A book landed under my Christmas tree last December, and I’ve only now gotten around to reading it.
There was no great shame in waiting, since none of the people in charge of such things have declared my holiday gift a must-read. It was published in 1992 and was written by an author who died more than two decades ago.
But despite its age, Helene Hanff’s “Letter from New York” speaks well to the worries we’re having right now about how broken the world seems, which is why I feel moved to say a few words about it.
Hanff, who died in 1997, was a New York freelance writer who loved to read, which led to a funny exchange of letters with a London bookseller. Their correspondence, collected in a 1970 book called “84 Charing Cross Road,” was a big hit, adapted as a stage play, then a movie starring Anne Bancroft and Anthony Hopkins. Hanff’s newfound prominence led the BBC to ask if she could file a monthly radio commentary about her daily life in Manhattan, explaining the Big Apple to listeners in Great Britain.
Hanff obliged, launching a series of broadcast vignettes that lasted from 1978 to 1984. She kept the transcripts, eventually collected in “Letter from New York.”
When Hanff started chronicling New York for her British audience, the city was in a mess. Struggling to pay the bills, the local government had cut back on basic services, and some landmark areas of Central Park were covered in weeds. Times Square was a slum, and there was a lot of anxiety about crime. Many thought Gotham’s best days were behind it. Hanff mentions some of these challenges in her reports, along with her own political engagement in her city and country.
But her real subject is the underlying goodness of the neighbors she sees each day — the folks who affirm an enduring sense of tolerance and generosity, even when the government of her day seems dysfunctional.
When an elderly neighbor gets lost, a young couple in Hanff’s apartment building finds him and brings him home. “Then there was the dinner hour when old Mrs. Miller, who lives across the hall from me, got her hands caught in the mail chute,” Hanff tells readers. “Murphy, the doorman on duty, borrowed my olive oil and poured a little bit of it over her fingers to work them loose.”
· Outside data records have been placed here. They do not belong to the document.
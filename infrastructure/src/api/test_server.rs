//! Minimal HTTP/1.1 stub for transport tests.
//!
//! Serves one scripted response per accepted connection and closes it
//! afterwards, so the client never reuses a pooled connection.

use reqwest::StatusCode;
use std::net::SocketAddr;
use std::sync::atomic::{AtomicBool, Ordering};
use std::sync::{Arc, Mutex};
use std::time::Duration;
use tokio::io::{AsyncReadExt, AsyncWriteExt};
use tokio::net::{TcpListener, TcpStream};

#[derive(Debug, Clone)]
pub(crate) struct RecordedRequest {
    pub method: String,
    pub path: String,
    pub body: String,
}

pub(crate) enum StubResponse {
    Json { status: u16, body: String },
    Text { status: u16, body: String },
    Empty { status: u16 },
    /// Close-delimited body written chunk by chunk. With `hold_open` the
    /// connection stays up after the last chunk until the client drops it.
    Stream {
        chunks: Vec<&'static str>,
        hold_open: bool,
    },
}

impl StubResponse {
    pub fn json(status: u16, body: serde_json::Value) -> Self {
        StubResponse::Json {
            status,
            body: body.to_string(),
        }
    }

    pub fn stream(chunks: Vec<&'static str>) -> Self {
        StubResponse::Stream {
            chunks,
            hold_open: false,
        }
    }
}

pub(crate) struct StubServer {
    addr: SocketAddr,
    requests: Arc<Mutex<Vec<RecordedRequest>>>,
    client_disconnected: Arc<AtomicBool>,
}

impl StubServer {
    pub async fn start(responses: Vec<StubResponse>) -> Self {
        let listener = TcpListener::bind("127.0.0.1:0").await.unwrap();
        let addr = listener.local_addr().unwrap();
        let requests = Arc::new(Mutex::new(Vec::new()));
        let client_disconnected = Arc::new(AtomicBool::new(false));

        let recorded = Arc::clone(&requests);
        let disconnected = Arc::clone(&client_disconnected);
        tokio::spawn(async move {
            for response in responses {
                let Ok((mut socket, _)) = listener.accept().await else {
                    return;
                };
                let request = read_request(&mut socket).await;
                recorded.lock().unwrap().push(request);
                write_response(&mut socket, response, &disconnected).await;
            }
        });

        Self {
            addr,
            requests,
            client_disconnected,
        }
    }

    pub fn base_url(&self) -> String {
        format!("http://{}", self.addr)
    }

    pub fn requests(&self) -> Vec<RecordedRequest> {
        self.requests.lock().unwrap().clone()
    }

    pub async fn wait_for_disconnect(&self) {
        tokio::time::timeout(Duration::from_secs(5), async {
            while !self.client_disconnected.load(Ordering::SeqCst) {
                tokio::time::sleep(Duration::from_millis(5)).await;
            }
        })
        .await
        .expect("client never closed the connection");
    }
}

/// Address nothing is listening on.
pub(crate) async fn unused_base_url() -> String {
    let listener = TcpListener::bind("127.0.0.1:0").await.unwrap();
    let addr = listener.local_addr().unwrap();
    drop(listener);
    format!("http://{addr}")
}

async fn read_request(socket: &mut TcpStream) -> RecordedRequest {
    let mut buf = Vec::new();
    let mut chunk = [0u8; 4096];
    let head_end = loop {
        if let Some(pos) = buf.windows(4).position(|w| w == b"\r\n\r\n") {
            break pos + 4;
        }
        let n = socket.read(&mut chunk).await.unwrap();
        assert!(n > 0, "client closed before sending a full request");
        buf.extend_from_slice(&chunk[..n]);
    };

    let head = String::from_utf8_lossy(&buf[..head_end]).to_string();
    let mut lines = head.lines();
    let mut request_line = lines.next().unwrap_or_default().split_whitespace();
    let method = request_line.next().unwrap_or_default().to_string();
    let path = request_line.next().unwrap_or_default().to_string();
    let content_length = lines
        .filter_map(|line| line.split_once(':'))
        .find(|(name, _)| name.eq_ignore_ascii_case("content-length"))
        .and_then(|(_, value)| value.trim().parse::<usize>().ok())
        .unwrap_or(0);

    let mut body = buf[head_end..].to_vec();
    while body.len() < content_length {
        let n = socket.read(&mut chunk).await.unwrap();
        if n == 0 {
            break;
        }
        body.extend_from_slice(&chunk[..n]);
    }

    RecordedRequest {
        method,
        path,
        body: String::from_utf8_lossy(&body).to_string(),
    }
}

async fn write_response(socket: &mut TcpStream, response: StubResponse, disconnected: &AtomicBool) {
    match response {
        StubResponse::Json { status, body } => {
            write_full(socket, status, "application/json", &body).await
        }
        StubResponse::Text { status, body } => write_full(socket, status, "text/html", &body).await,
        StubResponse::Empty { status } => {
            let length = if status == 204 { "" } else { "Content-Length: 0\r\n" };
            let head = format!(
                "HTTP/1.1 {} {}\r\n{}Connection: close\r\n\r\n",
                status,
                reason(status),
                length
            );
            let _ = socket.write_all(head.as_bytes()).await;
            let _ = socket.shutdown().await;
        }
        StubResponse::Stream { chunks, hold_open } => {
            let head = "HTTP/1.1 200 OK\r\nContent-Type: text/event-stream\r\nConnection: close\r\n\r\n";
            if socket.write_all(head.as_bytes()).await.is_err() {
                return;
            }
            for chunk in chunks {
                if socket.write_all(chunk.as_bytes()).await.is_err() {
                    return;
                }
                let _ = socket.flush().await;
                tokio::time::sleep(Duration::from_millis(2)).await;
            }
            if hold_open {
                let mut scratch = [0u8; 64];
                loop {
                    match socket.read(&mut scratch).await {
                        Ok(0) | Err(_) => break,
                        Ok(_) => {}
                    }
                }
                disconnected.store(true, Ordering::SeqCst);
            } else {
                let _ = socket.shutdown().await;
            }
        }
    }
}

async fn write_full(socket: &mut TcpStream, status: u16, content_type: &str, body: &str) {
    let response = format!(
        "HTTP/1.1 {} {}\r\nContent-Type: {}\r\nContent-Length: {}\r\nConnection: close\r\n\r\n{}",
        status,
        reason(status),
        content_type,
        body.len(),
        body
    );
    let _ = socket.write_all(response.as_bytes()).await;
    let _ = socket.shutdown().await;
}

fn reason(status: u16) -> &'static str {
    StatusCode::from_u16(status)
        .ok()
        .and_then(|s| s.canonical_reason())
        .unwrap_or("Unknown")
}
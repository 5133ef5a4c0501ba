//! Transcript store port
//!
//! The store holds the live transcript and per-conversation streaming state
//! that the UI observes. While a session is active, the session controller is
//! the only writer of its assistant placeholder and streaming indicator.

use codeassist_domain::{ConversationId, Message, MessageId, StreamError};

/// Shared, observable transcript state.
///
/// Methods are synchronous: every update is a plain state mutation and must
/// not suspend the session between two tokens.
pub trait TranscriptStore: Send + Sync {
    /// Append a message at the end of the conversation's transcript.
    fn append_message(&self, conversation: &ConversationId, message: Message);

    /// Replace the full content of one message.
    fn set_message_content(&self, conversation: &ConversationId, id: &MessageId, content: &str);

    /// Set the "is streaming" indicator for a conversation.
    fn set_streaming(&self, conversation: &ConversationId, streaming: bool);

    /// Record or clear the last session error for a conversation.
    fn set_session_error(&self, conversation: &ConversationId, error: Option<StreamError>);

    /// Current value of the "is streaming" indicator.
    fn is_streaming(&self, conversation: &ConversationId) -> bool;

    /// Replace the transcript with authoritative data (used by refreshers).
    fn replace_messages(&self, conversation: &ConversationId, messages: Vec<Message>);
}
//! Post-completion transcript refresh over HTTP

use super::client::ApiClient;
use super::error::parse_error_message;
use super::protocol::{ConversationDetail, MessageDto};
use async_trait::async_trait;
use codeassist_application::{RefreshError, TranscriptRefresher, TranscriptStore};
use codeassist_domain::{ConversationId, Message};
use reqwest::StatusCode;
use std::sync::Arc;
use tracing::debug;

/// Fetches the server's copy of a conversation and replaces the local
/// transcript with it.
pub struct HttpTranscriptRefresher {
    client: ApiClient,
    store: Arc<dyn TranscriptStore>,
}

impl HttpTranscriptRefresher {
    pub fn new(client: ApiClient, store: Arc<dyn TranscriptStore>) -> Self {
        Self { client, store }
    }

    async fn fetch(&self, conversation: &ConversationId) -> Result<Vec<Message>, RefreshError> {
        let url = self
            .client
            .endpoint()
            .conversation_url(conversation)
            .map_err(|e| RefreshError::RequestFailed(e.to_string()))?;
        let response = self
            .client
            .http()
            .get(url)
            .send()
            .await
            .map_err(|e| RefreshError::RequestFailed(e.to_string()))?;

        let status = response.status();
        if status == StatusCode::NOT_FOUND {
            return Err(RefreshError::NotFound(conversation.clone()));
        }
        if !status.is_success() {
            let body = response.text().await.unwrap_or_default();
            return Err(RefreshError::RequestFailed(parse_error_message(status, &body)));
        }

        let detail: ConversationDetail = response
            .json()
            .await
            .map_err(|e| RefreshError::InvalidPayload(e.to_string()))?;
        if detail.id != conversation.as_str() {
            return Err(RefreshError::InvalidPayload(format!(
                "expected conversation {}, got {}",
                conversation, detail.id
            )));
        }

        Ok(detail
            .messages
            .into_iter()
            .filter_map(MessageDto::into_message)
            .collect())
    }
}

#[async_trait]
impl TranscriptRefresher for HttpTranscriptRefresher {
    async fn refresh(&self, conversation: &ConversationId) -> Result<(), RefreshError> {
        let messages = self.fetch(conversation).await?;
        debug!(
            "Refreshed conversation {} ({} messages)",
            conversation,
            messages.len()
        );
        self.store.replace_messages(conversation, messages);
        Ok(())
    }
}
Hanff finds herself on the receiving end of this generosity, too. “The winter I had the flu,” she writes, “everybody on my floor offered to do my marketing and my laundry and pick up my mail.”
Hanff’s alertness to the kind of goodwill that rarely makes the headlines has prompted me to think of the kindnesses I witness each day, even at a time when we seem so divided.
That’s been a great Christmas gift, and I wish I hadn’t waited so long to enjoy it.